6. D'autre part, aux termes l'article L. 4321-10 du code de la santé publique, dans sa rédaction alors applicable : " Sont tenues de se faire enregistrer auprès du service ou de l'organisme désigné à cette fin par le ministre chargé de la santé les personnes ayant obtenu un titre de formation ou une autorisation requis pour l'exercice de la profession de masseur-kinésithérapeute, avant leur entrée dans la profession, ainsi que celles qui ne l'exerçant pas ont obtenu leur titre de formation depuis moins de trois ans (). Un masseur-kinésithérapeute ne peut exercer sa profession, à l'exception de ceux qui relèvent du service de santé des armées, que : () 2° S'il est inscrit sur le tableau tenu par l'ordre ". Aux termes de l'article L. 4321-18 du même code, dans sa rédaction applicable au litige : " Dans chaque département, le conseil départemental ou interdépartemental de l'ordre exerce, sous le contrôle du conseil national, les attributions générales de l'ordre, énumérées à l'article L. 4321-14 / Il statue sur les inscriptions au tableau ". Aux termes de l'article R. 4321-129 du même code, dans sa rédaction alors en vigueur : " Le lieu habituel d'exercice du masseur-kinésithérapeute est celui de la résidence professionnelle au titre de laquelle, conformément à l'article L. 4321-10, il est inscrit sur le tableau du conseil départemental de l'ordre ". Il résulte de ces dispositions que l'inscription au tableau de l'ordre des masseurs-kinésithérapeutes est obligatoire dès lors que la profession est effectivement exercée.
7. Il résulte des termes de la proposition de rectification adressée à la requérante que, pour assujettir à la taxe sur la valeur ajoutée les honoraires perçus par Mme C au cours des années en litige, le service a relevé que cette dernière, qui n'avait procédé à son inscription au tableau de l'ordre des masseurs kinésithérapeutes qu'en décembre 2015, devait être regardée comme ayant exercé illégalement sa profession.

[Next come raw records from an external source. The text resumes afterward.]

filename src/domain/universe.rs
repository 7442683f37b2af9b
//! Target instrument lists for an analysis cycle.

use std::collections::HashSet;

use crate::domain::error::SigtraderError;

pub const DEFAULT_MAX_INSTRUMENTS: usize = 20;

/// Parse a comma-separated code list, trimming and upper-casing each token.
pub fn parse_codes(input: &str) -> Result<Vec<String>, SigtraderError> {
    input
        .split(',')
        .map(|token| {
            let trimmed = token.trim();
            if trimmed.is_empty() {
                Err(SigtraderError::invalid_config(
                    "universe",
                    "codes",
                    "empty token in code list",
                ))
            } else {
                Ok(trimmed.to_uppercase())
            }
        })
        .collect()
}

/// First occurrence of each target, in order, capped at `max_instruments`.
pub fn select_targets(targets: &[String], max_instruments: usize) -> Vec<String> {
    let mut seen = HashSet::new();
    targets
        .iter()
        .filter(|code| seen.insert(code.as_str()))
        .take(max_instruments)
        .cloned()
        .collect()
}
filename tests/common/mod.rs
#![allow(dead_code)]

use chrono::NaiveDate;
use sigtrader::domain::aggregator::SignalAggregator;
use sigtrader::domain::cycle::{AnalysisEngine, CycleConfig};
use sigtrader::domain::error::SigtraderError;
pub use sigtrader::domain::ohlcv::{BarSeries, OhlcvBar};
use sigtrader::domain::strategy::{MacdStrategy, SqueezeMomentumStrategy};
use sigtrader::ports::bar_port::BarPort;
use std::collections::HashMap;
use std::path::Path;
use std::sync::Mutex;
use std::time::Duration;

pub struct MockBarPort {
    pub data: HashMap<String, Vec<OhlcvBar>>,
    pub errors: HashMap<String, String>,
    pub latency: Duration,
    pub calls: Mutex<Vec<String>>,
}

impl MockBarPort {
    pub fn new() -> Self {
        Self {
            data: HashMap::new(),
            errors: HashMap::new(),
            latency: Duration::ZERO,
            calls: Mutex::new(Vec::new()),
        }
    }

    pub fn with_bars(mut self, code: &str, bars: Vec<OhlcvBar>) -> Self {
        self.data.insert(code.to_string(), bars);
        self
    }

    pub fn with_error(mut self, code: &str, reason: &str) -> Self {
        self.errors.insert(code.to_string(), reason.to_string());
        self
    }

    /// Every fetch sleeps this long before answering.
    pub fn with_latency(mut self, latency: Duration) -> Self {
        self.latency = latency;
        self
    }

    pub fn calls(&self) -> Vec<String> {
        self.calls.lock().unwrap().clone()
    }
}

#[async_trait::async_trait]
impl BarPort for MockBarPort {
    async fn fetch_bars(&self, instrument: &str, count: usize) -> Result<BarSeries, SigtraderError> {
        self.calls.lock().unwrap().push(instrument.to_string());
        if !self.latency.is_zero() {
            tokio::time::sleep(self.latency).await;
        }
        if let Some(reason) = self.errors.get(instrument) {
            return Err(SigtraderError::UpstreamFailure {
                instrument: instrument.to_string(),
                reason: reason.clone(),
            });
        }
        let bars = self.data.get(instrument).cloned().unwrap_or_default();
        let keep_from = bars.len().saturating_sub(count);
        BarSeries::new(instrument, bars[keep_from..].to_vec())
    }

    fn list_symbols(&self) -> Result<Vec<String>, SigtraderError> {
        let mut symbols: Vec<String> = self.data.keys().cloned().collect();
        symbols.sort();
        Ok(symbols)
    }
}

pub fn date(y: i32, m: u32, d: u32) -> NaiveDate {
    NaiveDate::from_ymd_opt(y, m, d).unwrap()
}

/// Daily bars from 2024-01-01 with high/low at close ± 1.
pub fn make_bars(closes: &[f64], volumes: &[u64]) -> Vec<OhlcvBar> {
    let start = date(2024, 1, 1);
    closes
        .iter()
        .zip(volumes)
        .enumerate()
        .map(|(i, (&close, &volume))| OhlcvBar {
            date: start + chrono::Duration::days(i as i64),
            open: close,
            high: close + 1.0,
            low: close - 1.0,
            close,
            volume,
        })
        .collect()
}

/// Falls by 1 from 100 for 30 bars, then rises by 1 from 72. The MACD
/// golden cross lands on the 33rd bar (close 74).
pub fn dip_then_rally(len: usize) -> Vec<OhlcvBar> {
    let closes: Vec<f64> = (0..30)
        .map(|i| 100.0 - i as f64)
        .chain((0..30).map(|i| 72.0 + i as f64))
        .take(len)
        .collect();
    make_bars(&closes, &vec![1000; closes.len()])
}

/// Mirror of [`dip_then_rally`]; the dead cross lands on the 33rd bar.
pub fn rally_then_dip(len: usize) -> Vec<OhlcvBar> {
    let closes: Vec<f64> = (0..30)
        .map(|i| 71.0 + i as f64)
        .chain((0..30).map(|i| 99.0 - i as f64))
        .take(len)
        .collect();
    make_bars(&closes, &vec![1000; closes.len()])
}

/// 40 quiet bars around 100, then a breakout to 125 on five times the volume.
pub fn squeeze_breakout() -> Vec<OhlcvBar> {
    let mut closes: Vec<f64> = (0..40)
        .map(|i| if i % 2 == 1 { 100.2 } else { 99.8 })
        .collect();
    closes.push(125.0);
    let mut volumes = vec![1000; 40];
    volumes.push(5000);
    make_bars(&closes, &volumes)
}

pub fn flat(len: usize, close: f64) -> Vec<OhlcvBar> {
    make_bars(&vec![close; len], &vec![1000; len])
}

/// Both strategies, no call spacing, and the given confidence floor.
pub fn engine(min_confidence: f64) -> AnalysisEngine {
    let config = CycleConfig {
        min_call_spacing: Duration::ZERO,
        ..CycleConfig::default()
    };
    AnalysisEngine::new(config, SignalAggregator::new(min_confidence))
        .with_strategy(SqueezeMomentumStrategy::default())
        .with_strategy(MacdStrategy::default())
}

pub fn write_bar_csv(dir: &Path, code: &str, exchange: &str, bars: &[OhlcvBar]) {
    let mut content = String::from("date,open,high,low,close,volume\n");
    for bar in bars {
        content.push_str(&format!(
            "{},{},{},{},{},{}\n",
            bar.date.format("%Y-%m-%d"),
            bar.open,
            bar.high,
            bar.low,
            bar.close,
            bar.volume
        ));
    }
    std::fs::write(dir.join(format!("{code}_{exchange}.csv")), content).unwrap();
}
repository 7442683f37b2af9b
//! Average True Range indicator.
//!
//! TR[0] = high − low, TR[i] = max(high−low, |high−prevClose|, |low−prevClose|).
//! ATR(n) = SMA(TR, n). Warmup: first (n-1) bars are undefined.

use crate::domain::indicator::{IndicatorSeries, IndicatorType};
use crate::domain::indicator_helpers::{defined, sma_values};
use crate::domain::ohlcv::BarSeries;

pub fn calculate_atr(bars: &BarSeries, period: usize) -> IndicatorSeries {
    let values = sma_values(&defined(&bars.true_ranges()), period);
    IndicatorSeries::from_values(IndicatorType::Atr(period), bars, values)
}

#[cfg(test)]
mod tests {
    use super::*;
    use crate::domain::indicator::test_bars::ohlc_bars;
    use approx::assert_abs_diff_eq;

    #[test]
    fn atr_warmup() {
        let bars = ohlc_bars(&[(110.0, 90.0, 100.0); 5]);
        let series = calculate_atr(&bars, 3);
        assert_eq!(series.len(), 5);
        assert_eq!(series.value_at(0), None);
        assert_eq!(series.value_at(1), None);
        assert!(series.value_at(2).is_some());
    }

    #[test]
    fn atr_is_simple_average_of_true_range() {
        let bars = ohlc_bars(&[
            (110.0, 100.0, 105.0),
            (115.0, 105.0, 110.0),
            (120.0, 110.0, 115.0),
            (140.0, 115.0, 120.0),
        ]);
        let series = calculate_atr(&bars, 3);
        assert_abs_diff_eq!(series.value_at(2).unwrap(), 10.0, epsilon = 1e-9);
        // TRs 10, 10, 25 → 15
        assert_abs_diff_eq!(series.value_at(3).unwrap(), 15.0, epsilon = 1e-9);
    }

    #[test]
    fn atr_handles_gaps() {
        let bars = ohlc_bars(&[
            (110.0, 100.0, 105.0),
            (130.0, 120.0, 125.0),
            (120.0, 110.0, 115.0),
        ]);
        let series = calculate_atr(&bars, 2);
        // TRs: 10, 25 (130 − 105), 15 (|110 − 125|)
        assert_abs_diff_eq!(series.value_at(1).unwrap(), 17.5, epsilon = 1e-9);
        assert_abs_diff_eq!(series.value_at(2).unwrap(), 20.0, epsilon = 1e-9);
    }

    #[test]
    fn atr_insufficient_bars() {
        let bars = ohlc_bars(&[(110.0, 90.0, 100.0); 2]);
        let series = calculate_atr(&bars, 5);
        assert_eq!(series.len(), 2);
        assert!(series.values.iter().all(|p| p.value.is_none()));
    }
}
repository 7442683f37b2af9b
//! CSV file bar source.
//!
//! Reads `<base>/<CODE>_<EXCHANGE>.csv` with the header
//! `date,open,high,low,close,volume` and dates formatted `YYYY-MM-DD`.

use std::fmt::Display;
use std::fs;
use std::path::PathBuf;
use std::str::FromStr;

use async_trait::async_trait;
use chrono::NaiveDate;
use tracing::debug;

use crate::domain::error::SigtraderError;
use crate::domain::ohlcv::{BarSeries, OhlcvBar};
use crate::ports::bar_port::BarPort;

struct Row<'a> {
    code: &'a str,
    line: usize,
    record: &'a csv::StringRecord,
}

impl<'a> Row<'a> {
    fn text(&self, index: usize, name: &str) -> Result<&'a str, SigtraderError> {
        self.record.get(index).map(str::trim).ok_or_else(|| {
            SigtraderError::upstream(self.code, format!("row {}: missing {name} column", self.line))
        })
    }

    fn number<T>(&self, index: usize, name: &str) -> Result<T, SigtraderError>
    where
        T: FromStr,
        T::Err: Display,
    {
        self.text(index, name)?
            .parse::<T>()
            .map_err(|e| self.invalid(name, e))
    }

    fn invalid(&self, name: &str, err: impl Display) -> SigtraderError {
        SigtraderError::upstream(
            self.code,
            format!("row {}: invalid {name} value: {err}", self.line),
        )
    }
}

#[derive(Debug, Clone)]
pub struct CsvAdapter {
    base_path: PathBuf,
    exchange: String,
}

impl CsvAdapter {
    pub fn new(base_path: PathBuf, exchange: impl Into<String>) -> Self {
        Self {
            base_path,
            exchange: exchange.into(),
        }
    }

    pub fn exchange(&self) -> &str {
        &self.exchange
    }

    fn csv_path(&self, code: &str) -> PathBuf {
        self.base_path.join(format!("{}_{}.csv", code, self.exchange))
    }

    fn read_bars(&self, code: &str) -> Result<Vec<OhlcvBar>, SigtraderError> {
        let path = self.csv_path(code);
        let content = fs::read_to_string(&path).map_err(|e| {
            SigtraderError::upstream(code, format!("failed to read {}: {}", path.display(), e))
        })?;

        let mut rdr = csv::Reader::from_reader(content.as_bytes());
        let mut bars = Vec::new();
        for (index, result) in rdr.records().enumerate() {
            let record = result
                .map_err(|e| SigtraderError::upstream(code, format!("CSV parse error: {}", e)))?;
            // header is line 1
            let row = Row {
                code,
                line: index + 2,
                record: &record,
            };
            let date = NaiveDate::parse_from_str(row.text(0, "date")?, "%Y-%m-%d")
                .map_err(|e| row.invalid("date", e))?;

            bars.push(OhlcvBar {
                date,
                open: row.number(1, "open")?,
                high: row.number(2, "high")?,
                low: row.number(3, "low")?,
                close: row.number(4, "close")?,
                volume: row.number(5, "volume")?,
            });
        }

        bars.sort_by_key(|b| b.date);
        Ok(bars)
    }

    /// Blocking read of the last `count` bars for `instrument`.
    pub fn load_bars(&self, instrument: &str, count: usize) -> Result<BarSeries, SigtraderError> {
        let mut bars = self.read_bars(instrument)?;
        let keep_from = bars.len().saturating_sub(count);
        let bars = bars.split_off(keep_from);
        debug!(instrument, exchange = %self.exchange, bars = bars.len(), "bars loaded");
        BarSeries::new(instrument, bars)
    }
}

#[async_trait]
impl BarPort for CsvAdapter {
    async fn fetch_bars(&self, instrument: &str, count: usize) -> Result<BarSeries, SigtraderError> {
        let adapter = self.clone();
        let code = instrument.to_string();
        tokio::task::spawn_blocking(move || adapter.load_bars(&code, count))
            .await
            .map_err(|e| SigtraderError::upstream(instrument, format!("bar loading task failed: {e}")))?
    }

    fn list_symbols(&self) -> Result<Vec<String>, SigtraderError> {
        let entries = fs::read_dir(&self.base_path)?;
        let suffix = format!("_{}.csv", self.exchange);

        let mut symbols = Vec::new();
        for entry in entries {
            let name = entry?.file_name();
            let name = name.to_string_lossy();
            if let Some(code) = name.strip_suffix(&suffix) {
                symbols.push(code.to_string());
            }
        }

        symbols.sort();
        Ok(symbols)
    }
}
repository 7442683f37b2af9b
//! Concrete adapter implementations for ports.

pub mod csv_adapter;
pub mod file_config_adapter;
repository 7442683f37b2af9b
//! Commodity Channel Index.
//!
//! TP = (high + low + close) / 3
//! CCI = (TP − SMA(TP, n)) / (0.015 × mean absolute deviation of TP over n)
//! Undefined during warmup and when the mean deviation is zero.

use crate::domain::indicator::{IndicatorSeries, IndicatorType};
use crate::domain::indicator_helpers::{checked_div, defined, mean, mean_abs_deviation, rolling};
use crate::domain::ohlcv::BarSeries;

pub const CCI_CONSTANT: f64 = 0.015;

pub fn calculate_cci(bars: &BarSeries, period: usize) -> IndicatorSeries {
    let typical = bars.typical_prices();

    let values = rolling(&defined(&typical), period, |window| {
        let tp = *window.last()?;
        let sma = mean(window)?;
        let mad = mean_abs_deviation(window)?;
        checked_div(tp - sma, CCI_CONSTANT * mad)
    });

    IndicatorSeries::from_values(IndicatorType::Cci(period), bars, values)
}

L'administration fiscale en a déduit que les recettes encaissées par l'intéressée au cours des exercices en litige devaient être assujetties à la taxe sur la valeur ajoutée dans la mesure où l'exonération prévues par les dispositions précitées de l'article 261 du code général des impôts ne s'appliquent qu'aux soins dispensés dans le cadre de professions médicales et paramédicales réglementées. Il résulte de l'instruction que Mme C, titulaire du diplôme d'état de masseur-kinésithérapeute depuis le 4 août 2012 et inscrite au tableau de l'ordre des masseurs kinésithérapeutes des Pyrénées Atlantiques depuis le 21 décembre 2015, n'établit pas avoir, antérieurement à cette date, satisfait à ses obligations d'inscription au tableau de l'ordre, et devoir ainsi bénéficier de l'exonération prévue par les dispositions précitées de l'article 261 du code général des impôts.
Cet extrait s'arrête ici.